Albuquerque Journal

GOING FOR BROKE

At 13,000 percent and rising, Venezuela is on its way to setting world records for inflation

- BY ANTHONY FAIOLA THE WASHINGTON POST

MIAMI — When the Internatio­nal Monetary Fund predicted earlier this year that hyperinfla­tion in Venezuela could top 13,000 percent, it seemed as if the South American country’s economic outlook could not get any worse.

It just did.

With the situation in the country deteriorat­ing faster than expected, the IMF has unveiled a new and far more severe prognosis, saying that Venezuela’s hyperinfla­tion is poised to shoot for the stars by year’s end, reaching an annualized rate of 1 million percent.

That inflation rate is set to catapult socialist Venezuela further up the list of a rogue’s gallery of nations that have suffered the worst inflation rates in history.

Venezuela’s “is one of the most severe hyperinfla­tion situations that we’ve known about since the beginning of the 20th century,” said Robert Rennhack, deputy director of the IMF’s Western Hemisphere Department.

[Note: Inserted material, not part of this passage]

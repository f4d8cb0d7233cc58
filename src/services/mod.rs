pub mod responder;
pub mod session_manager;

According to a study by Steve Hanke, a professor of applied economics at Johns Hopkins University, Venezuela’s inflationa­ry spiral as of May ranked as the 23th highest recorded. But it’s quickly rising. The worst case on file remains Hungary after World War II, when inflation ran so rampant that prices doubled every 15 hours. More recently, Zimbabwe in the late 2000s and the former Yugoslavia in the mid-1990s saw peaks requiring calculator­s to sort out snowballin­g rates.

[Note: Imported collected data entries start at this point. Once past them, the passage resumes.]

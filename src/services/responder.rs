use async_trait::async_trait;
use reqwest::Client;
use serde::{Deserialize, Serialize};
use thiserror::Error;

use crate::config::ModelConfig;
use crate::message::RefEntry;

use super::session_manager::ContextMessage;

#[derive(Debug, Error)]
pub enum ResponderError {
    #[error("model request failed: {0}")]
    Http(#[from] reqwest::Error),

    #[error("model returned no choices")]
    EmptyReply,
}

#[derive(Debug, Clone, Default, PartialEq)]
pub struct Reply {
    pub text: String,
    pub ref_info: Vec<RefEntry>,
}

/// Produces the assistant turn for a conversation context.
#[async_trait]
pub trait Responder: Send + Sync {
    async fn reply(&self, context: &[ContextMessage]) -> Result<Reply, ResponderError>;
}

/// Offline responder that repeats the latest user message.
#[derive(Debug, Default, Clone)]
pub struct EchoResponder;

#[async_trait]
impl Responder for EchoResponder {
    async fn reply(&self, context: &[ContextMessage]) -> Result<Reply, ResponderError> {
        let last = context.last().map(|m| m.content.as_str()).unwrap_or_default();
        Ok(Reply {
            text: format!("You said: {last}"),
            ref_info: Vec::new(),
        })
    }
}

/// Talks to an OpenAI-compatible `/chat/completions` endpoint.
#[derive(Debug, Clone)]
pub struct UpstreamResponder {
    client: Client,
    config: ModelConfig,
}

#[derive(Serialize)]
struct CompletionRequest<'a> {
    model: &'a str,
    messages: &'a [ContextMessage],
    temperature: f32,
    max_tokens: u32,
}

#[derive(Deserialize)]
struct CompletionResponse {
    #[serde(default)]
    choices: Vec<Choice>,
    #[serde(default)]
    search_info: Vec<RefEntry>,
}

#[derive(Deserialize)]
struct Choice {
    message: ChoiceMessage,
}

#[derive(Deserialize)]
struct ChoiceMessage {
    #[serde(default)]
    content: String,
}

impl UpstreamResponder {
    pub fn new(config: ModelConfig) -> Self {
        Self {
            client: Client::new(),
            config,
        }
    }

    fn endpoint(&self) -> String {
        format!("{}/chat/completions", self.config.api_url.trim_end_matches('/'))
    }
}

#[async_trait]
impl Responder for UpstreamResponder {
    async fn reply(&self, context: &[ContextMessage]) -> Result<Reply, ResponderError> {
        let body = CompletionRequest {
            model: &self.config.model,
            messages: context,
            temperature: 0.5,
            max_tokens: 2048,
        };

        let mut request = self.client.post(self.endpoint()).json(&body);
        if let Some(key) = &self.config.api_key {
            request = request.bearer_auth(key);
        }

        let resp: CompletionResponse = request
            .send()
            .await?
            .error_for_status()?
            .json()
            .await?;

        let text = resp
            .choices
            .into_iter()
            .next()
            .map(|c| c.message.content)
            .ok_or(ResponderError::EmptyReply)?;
        tracing::debug!(model = %self.config.model, chars = text.len(), "model replied");

        Ok(Reply {
            text,
            ref_info: resp.search_info,
        })
    }
}

#[cfg(test)]
mod tests {
    use super::*;
    use crate::services::session_manager::MessageRole;

    #[tokio::test]
    async fn echo_repeats_last_message() {
        let context = vec![
            ContextMessage { role: MessageRole::User, content: "first".into() },
            ContextMessage { role: MessageRole::Assistant, content: "You said: first".into() },
            ContextMessage { role: MessageRole::User, content: "second".into() },
        ];
        let reply = EchoResponder.reply(&context).await.unwrap();
        assert_eq!(reply.text, "You said: second");
        assert!(reply.ref_info.is_empty());
    }
}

Venezuela’s inflation is soaring as the economy has been broken by extreme corruption, failed socialist policies and a collapsing oil industry where a lack of spare parts and expertise has seen output fall to levels not seen since the 1950s. In addition, President Nicolás Maduro — the anointed successor of Hugo Chávez, who died in 2013 — has sought to cling to power by destabiliz­ing institutio­ns, rigging the courts and, his critics say, stealing elections.

Nothing is working

Bills of the near-worthless local currency, the bolivar, are incredibly scarce — with the government having a hard time even paying for the paper needed to print them. Instead, the government is simply creating reams of electronic money paid into bank accounts, meaning that even small transactio­ns are increasing­ly being done by bank cards and money transfers rather than in cash.

Maduro has thrown a few attempted fixes at the proverbial wall to see what might stick. He even created a cybercurre­ncy, the Petro, which is theoretica­lly backed by oil supplies. But nothing has worked, in part because hyperinfla­tionary spirals are notoriousl­y hard to stop once they start.

The most extreme solutions in the past have included abandoning local currencies altogether and adopting, for instance, the U.S. dollar. Yet such a move may be considered anathema in Venezuela, where Maduro has decried the United States as “the empire” out to destroy his nation.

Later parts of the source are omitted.